Problem statement: Could you work out the number of lines in the listing that include the word "diameter" and reply with that figure alone?

Data extract:
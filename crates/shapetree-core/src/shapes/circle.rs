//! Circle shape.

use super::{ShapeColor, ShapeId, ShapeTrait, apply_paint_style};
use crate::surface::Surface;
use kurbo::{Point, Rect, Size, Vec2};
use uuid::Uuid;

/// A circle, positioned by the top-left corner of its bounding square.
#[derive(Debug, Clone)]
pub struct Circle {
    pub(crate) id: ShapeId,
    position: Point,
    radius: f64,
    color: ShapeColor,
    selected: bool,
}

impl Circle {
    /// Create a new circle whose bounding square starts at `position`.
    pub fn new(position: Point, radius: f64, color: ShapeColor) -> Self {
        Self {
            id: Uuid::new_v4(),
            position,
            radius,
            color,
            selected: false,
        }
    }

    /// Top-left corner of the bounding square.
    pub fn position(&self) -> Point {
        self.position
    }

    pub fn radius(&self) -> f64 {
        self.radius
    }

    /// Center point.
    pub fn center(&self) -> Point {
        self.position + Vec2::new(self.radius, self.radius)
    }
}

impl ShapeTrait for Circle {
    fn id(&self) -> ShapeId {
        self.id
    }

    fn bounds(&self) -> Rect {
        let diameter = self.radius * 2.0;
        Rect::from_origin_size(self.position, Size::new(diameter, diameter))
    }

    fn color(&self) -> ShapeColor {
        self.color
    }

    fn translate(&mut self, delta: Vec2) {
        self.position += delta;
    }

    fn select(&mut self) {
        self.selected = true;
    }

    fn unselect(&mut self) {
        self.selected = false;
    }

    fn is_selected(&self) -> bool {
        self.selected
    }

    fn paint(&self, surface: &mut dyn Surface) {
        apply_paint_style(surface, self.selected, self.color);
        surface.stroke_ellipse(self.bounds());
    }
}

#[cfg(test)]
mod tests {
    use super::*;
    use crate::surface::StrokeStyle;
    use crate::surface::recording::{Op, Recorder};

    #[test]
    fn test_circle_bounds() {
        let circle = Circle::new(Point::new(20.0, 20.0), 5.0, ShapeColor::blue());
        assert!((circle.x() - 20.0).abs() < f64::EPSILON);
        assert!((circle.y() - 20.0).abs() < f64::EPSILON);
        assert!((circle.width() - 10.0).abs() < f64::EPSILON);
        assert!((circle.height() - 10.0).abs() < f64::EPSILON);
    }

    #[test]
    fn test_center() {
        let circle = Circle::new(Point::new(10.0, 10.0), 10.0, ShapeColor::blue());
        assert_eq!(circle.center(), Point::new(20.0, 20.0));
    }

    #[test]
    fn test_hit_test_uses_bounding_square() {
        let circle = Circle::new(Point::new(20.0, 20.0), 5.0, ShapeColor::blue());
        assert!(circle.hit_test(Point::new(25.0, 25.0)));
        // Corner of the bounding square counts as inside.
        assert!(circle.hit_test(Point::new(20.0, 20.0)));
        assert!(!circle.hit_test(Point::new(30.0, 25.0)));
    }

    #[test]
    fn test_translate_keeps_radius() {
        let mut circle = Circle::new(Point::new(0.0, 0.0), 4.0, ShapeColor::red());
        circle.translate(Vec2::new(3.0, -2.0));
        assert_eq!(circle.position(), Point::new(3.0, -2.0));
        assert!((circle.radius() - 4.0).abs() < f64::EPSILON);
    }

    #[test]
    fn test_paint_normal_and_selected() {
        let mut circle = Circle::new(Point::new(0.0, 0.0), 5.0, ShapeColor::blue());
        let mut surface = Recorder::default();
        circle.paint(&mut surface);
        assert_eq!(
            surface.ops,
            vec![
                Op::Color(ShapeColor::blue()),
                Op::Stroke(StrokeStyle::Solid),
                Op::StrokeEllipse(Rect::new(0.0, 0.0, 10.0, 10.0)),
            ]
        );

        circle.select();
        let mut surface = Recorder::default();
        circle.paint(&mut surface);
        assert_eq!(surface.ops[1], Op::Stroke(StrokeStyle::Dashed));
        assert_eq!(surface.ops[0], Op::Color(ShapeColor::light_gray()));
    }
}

==

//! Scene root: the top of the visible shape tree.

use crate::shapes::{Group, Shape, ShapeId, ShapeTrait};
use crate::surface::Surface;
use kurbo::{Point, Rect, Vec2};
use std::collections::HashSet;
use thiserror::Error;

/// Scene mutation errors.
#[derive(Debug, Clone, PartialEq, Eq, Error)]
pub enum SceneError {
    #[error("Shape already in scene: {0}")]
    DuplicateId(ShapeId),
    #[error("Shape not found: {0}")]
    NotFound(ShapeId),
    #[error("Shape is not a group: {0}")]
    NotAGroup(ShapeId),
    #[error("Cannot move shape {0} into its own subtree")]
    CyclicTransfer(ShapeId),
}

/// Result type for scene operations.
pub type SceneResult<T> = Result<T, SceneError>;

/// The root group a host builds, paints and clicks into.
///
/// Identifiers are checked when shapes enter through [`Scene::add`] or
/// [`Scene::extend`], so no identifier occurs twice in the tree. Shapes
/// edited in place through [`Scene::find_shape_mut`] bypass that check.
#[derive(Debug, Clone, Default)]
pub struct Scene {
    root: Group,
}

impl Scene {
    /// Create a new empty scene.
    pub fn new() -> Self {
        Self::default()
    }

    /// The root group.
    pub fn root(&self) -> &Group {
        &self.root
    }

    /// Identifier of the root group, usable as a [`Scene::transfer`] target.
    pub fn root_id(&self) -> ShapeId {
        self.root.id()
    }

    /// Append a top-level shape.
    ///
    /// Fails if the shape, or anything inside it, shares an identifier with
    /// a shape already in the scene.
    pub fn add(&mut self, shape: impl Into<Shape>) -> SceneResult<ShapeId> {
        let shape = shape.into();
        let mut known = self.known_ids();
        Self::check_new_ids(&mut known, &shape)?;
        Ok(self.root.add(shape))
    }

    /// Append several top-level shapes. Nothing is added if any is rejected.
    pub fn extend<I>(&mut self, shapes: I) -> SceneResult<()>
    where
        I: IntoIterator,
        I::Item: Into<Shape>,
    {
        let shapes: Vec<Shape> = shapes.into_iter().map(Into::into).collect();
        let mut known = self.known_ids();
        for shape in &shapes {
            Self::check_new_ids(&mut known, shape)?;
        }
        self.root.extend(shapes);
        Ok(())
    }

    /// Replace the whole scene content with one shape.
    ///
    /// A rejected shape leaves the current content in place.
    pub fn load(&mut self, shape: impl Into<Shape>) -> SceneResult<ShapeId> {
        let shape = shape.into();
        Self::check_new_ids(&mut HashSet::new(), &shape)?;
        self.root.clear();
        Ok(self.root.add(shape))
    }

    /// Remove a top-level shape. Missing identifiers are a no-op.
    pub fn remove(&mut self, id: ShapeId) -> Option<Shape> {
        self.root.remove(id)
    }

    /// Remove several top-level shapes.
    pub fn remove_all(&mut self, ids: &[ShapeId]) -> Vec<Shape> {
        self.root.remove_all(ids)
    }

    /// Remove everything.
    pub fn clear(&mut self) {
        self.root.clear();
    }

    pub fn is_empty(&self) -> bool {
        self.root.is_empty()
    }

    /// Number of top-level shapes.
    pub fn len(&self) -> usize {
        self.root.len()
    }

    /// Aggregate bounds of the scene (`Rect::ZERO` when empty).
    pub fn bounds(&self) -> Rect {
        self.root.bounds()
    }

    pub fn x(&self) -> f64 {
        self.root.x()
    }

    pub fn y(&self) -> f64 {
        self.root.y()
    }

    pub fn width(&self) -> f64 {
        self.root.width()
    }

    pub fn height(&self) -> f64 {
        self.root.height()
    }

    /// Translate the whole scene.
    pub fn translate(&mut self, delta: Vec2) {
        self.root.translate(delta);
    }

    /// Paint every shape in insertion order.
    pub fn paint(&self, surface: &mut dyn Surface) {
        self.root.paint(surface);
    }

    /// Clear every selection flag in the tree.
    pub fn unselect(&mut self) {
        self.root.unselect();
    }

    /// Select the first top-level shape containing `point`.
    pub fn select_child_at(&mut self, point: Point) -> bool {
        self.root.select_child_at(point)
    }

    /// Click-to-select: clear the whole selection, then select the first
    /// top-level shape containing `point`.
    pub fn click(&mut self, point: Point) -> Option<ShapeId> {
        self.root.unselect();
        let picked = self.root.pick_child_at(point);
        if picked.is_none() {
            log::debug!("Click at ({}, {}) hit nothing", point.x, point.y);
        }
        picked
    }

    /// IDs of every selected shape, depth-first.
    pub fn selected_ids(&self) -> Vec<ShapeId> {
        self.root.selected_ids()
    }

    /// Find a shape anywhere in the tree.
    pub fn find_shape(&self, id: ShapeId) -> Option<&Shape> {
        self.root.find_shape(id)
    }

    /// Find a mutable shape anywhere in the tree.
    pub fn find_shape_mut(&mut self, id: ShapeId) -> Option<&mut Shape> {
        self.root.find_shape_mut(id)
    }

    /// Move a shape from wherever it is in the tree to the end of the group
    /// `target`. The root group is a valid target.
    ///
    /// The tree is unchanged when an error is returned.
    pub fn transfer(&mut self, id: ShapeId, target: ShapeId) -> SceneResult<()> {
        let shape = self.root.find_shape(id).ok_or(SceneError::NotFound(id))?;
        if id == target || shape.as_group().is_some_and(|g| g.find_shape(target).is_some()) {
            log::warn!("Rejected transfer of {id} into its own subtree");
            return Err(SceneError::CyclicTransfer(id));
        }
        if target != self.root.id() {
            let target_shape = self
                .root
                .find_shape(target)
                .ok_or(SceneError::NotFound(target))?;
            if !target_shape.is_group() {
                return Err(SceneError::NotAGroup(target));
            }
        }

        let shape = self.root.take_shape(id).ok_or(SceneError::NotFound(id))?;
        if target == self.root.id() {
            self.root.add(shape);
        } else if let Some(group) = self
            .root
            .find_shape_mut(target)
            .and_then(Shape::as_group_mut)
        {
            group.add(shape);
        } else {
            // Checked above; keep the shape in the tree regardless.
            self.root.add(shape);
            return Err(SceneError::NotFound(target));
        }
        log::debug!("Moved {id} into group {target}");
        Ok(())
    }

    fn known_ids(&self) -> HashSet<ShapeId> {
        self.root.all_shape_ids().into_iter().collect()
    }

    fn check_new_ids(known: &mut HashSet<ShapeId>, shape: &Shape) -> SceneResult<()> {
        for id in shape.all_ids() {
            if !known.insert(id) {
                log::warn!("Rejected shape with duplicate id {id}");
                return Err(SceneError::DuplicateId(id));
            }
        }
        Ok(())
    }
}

==

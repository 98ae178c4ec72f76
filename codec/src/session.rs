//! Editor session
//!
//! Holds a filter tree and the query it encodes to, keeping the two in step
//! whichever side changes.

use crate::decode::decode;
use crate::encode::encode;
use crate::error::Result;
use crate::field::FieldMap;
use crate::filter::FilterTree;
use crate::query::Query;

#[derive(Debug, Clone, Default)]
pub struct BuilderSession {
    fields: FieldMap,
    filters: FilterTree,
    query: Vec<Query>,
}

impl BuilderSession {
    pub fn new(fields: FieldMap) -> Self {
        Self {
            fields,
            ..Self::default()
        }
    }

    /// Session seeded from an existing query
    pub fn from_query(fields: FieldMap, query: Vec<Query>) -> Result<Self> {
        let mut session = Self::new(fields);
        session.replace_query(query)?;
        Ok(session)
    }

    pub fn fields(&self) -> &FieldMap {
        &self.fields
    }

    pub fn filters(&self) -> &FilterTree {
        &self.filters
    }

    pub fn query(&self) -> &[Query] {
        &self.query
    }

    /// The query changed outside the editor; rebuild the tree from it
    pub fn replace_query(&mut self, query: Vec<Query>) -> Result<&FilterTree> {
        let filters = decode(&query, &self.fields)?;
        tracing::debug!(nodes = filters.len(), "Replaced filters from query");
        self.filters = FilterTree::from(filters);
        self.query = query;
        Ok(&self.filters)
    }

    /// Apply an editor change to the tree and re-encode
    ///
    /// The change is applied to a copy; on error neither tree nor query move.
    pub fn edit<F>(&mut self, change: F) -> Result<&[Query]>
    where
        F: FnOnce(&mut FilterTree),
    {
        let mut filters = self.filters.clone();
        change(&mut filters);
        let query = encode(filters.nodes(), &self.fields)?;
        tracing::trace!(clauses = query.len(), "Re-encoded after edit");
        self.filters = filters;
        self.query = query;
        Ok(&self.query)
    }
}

Task output: 2